**Exercise objective**
Every line below that holds the string "Result" should be copied out.

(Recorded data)
Content starts

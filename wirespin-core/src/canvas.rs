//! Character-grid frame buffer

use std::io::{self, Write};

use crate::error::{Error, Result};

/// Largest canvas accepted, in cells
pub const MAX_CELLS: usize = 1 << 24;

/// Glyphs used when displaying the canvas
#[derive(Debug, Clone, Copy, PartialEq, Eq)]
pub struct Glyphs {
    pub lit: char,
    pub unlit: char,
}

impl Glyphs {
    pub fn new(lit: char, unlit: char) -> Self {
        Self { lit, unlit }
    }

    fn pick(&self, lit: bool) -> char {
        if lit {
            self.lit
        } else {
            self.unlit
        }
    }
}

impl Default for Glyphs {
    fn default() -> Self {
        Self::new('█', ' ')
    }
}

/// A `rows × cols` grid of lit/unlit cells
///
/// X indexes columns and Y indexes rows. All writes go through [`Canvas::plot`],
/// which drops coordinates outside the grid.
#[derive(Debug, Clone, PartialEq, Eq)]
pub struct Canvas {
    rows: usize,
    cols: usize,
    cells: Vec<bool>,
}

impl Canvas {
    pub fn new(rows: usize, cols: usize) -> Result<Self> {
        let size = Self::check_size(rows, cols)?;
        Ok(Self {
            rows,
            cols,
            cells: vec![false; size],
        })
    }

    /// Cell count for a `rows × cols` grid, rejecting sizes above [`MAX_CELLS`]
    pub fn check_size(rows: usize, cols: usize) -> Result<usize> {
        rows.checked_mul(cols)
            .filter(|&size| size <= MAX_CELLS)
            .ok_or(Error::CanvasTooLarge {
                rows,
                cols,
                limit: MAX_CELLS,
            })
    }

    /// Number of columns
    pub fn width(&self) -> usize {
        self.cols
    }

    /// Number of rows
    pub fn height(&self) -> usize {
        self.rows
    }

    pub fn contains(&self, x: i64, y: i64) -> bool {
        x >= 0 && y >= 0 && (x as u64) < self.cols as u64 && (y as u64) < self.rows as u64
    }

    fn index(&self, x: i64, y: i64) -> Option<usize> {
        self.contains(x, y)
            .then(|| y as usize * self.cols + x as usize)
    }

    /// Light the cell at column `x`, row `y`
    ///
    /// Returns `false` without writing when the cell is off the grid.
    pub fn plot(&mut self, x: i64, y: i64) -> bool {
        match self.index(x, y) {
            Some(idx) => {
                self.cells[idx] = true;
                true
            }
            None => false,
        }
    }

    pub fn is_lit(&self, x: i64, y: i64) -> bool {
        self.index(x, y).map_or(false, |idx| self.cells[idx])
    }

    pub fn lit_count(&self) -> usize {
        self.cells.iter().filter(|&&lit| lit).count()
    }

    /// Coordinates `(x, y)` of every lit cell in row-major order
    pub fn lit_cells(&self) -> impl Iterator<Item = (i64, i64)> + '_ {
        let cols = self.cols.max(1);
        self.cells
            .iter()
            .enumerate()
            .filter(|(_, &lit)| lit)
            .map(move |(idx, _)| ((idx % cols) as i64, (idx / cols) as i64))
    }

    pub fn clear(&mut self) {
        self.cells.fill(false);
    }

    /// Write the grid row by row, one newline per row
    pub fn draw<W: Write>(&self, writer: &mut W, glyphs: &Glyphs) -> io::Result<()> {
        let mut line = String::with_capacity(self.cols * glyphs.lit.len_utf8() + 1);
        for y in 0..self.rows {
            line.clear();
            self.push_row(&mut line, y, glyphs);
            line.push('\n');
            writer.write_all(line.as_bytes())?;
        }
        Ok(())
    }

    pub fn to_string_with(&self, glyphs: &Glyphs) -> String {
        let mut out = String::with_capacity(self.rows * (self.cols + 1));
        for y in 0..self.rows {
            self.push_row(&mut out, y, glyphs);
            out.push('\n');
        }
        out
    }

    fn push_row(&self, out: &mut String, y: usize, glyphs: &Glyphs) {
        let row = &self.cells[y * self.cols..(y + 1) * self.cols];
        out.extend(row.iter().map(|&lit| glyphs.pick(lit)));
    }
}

Content ends

**Reply**
use crate::error::{Error, Result};
    pub fn new(rows: usize, cols: usize) -> Result<Self> {
    pub fn check_size(rows: usize, cols: usize) -> Result<usize> {
    pub fn draw<W: Write>(&self, writer: &mut W, glyphs: &Glyphs) -> io::Result<()> {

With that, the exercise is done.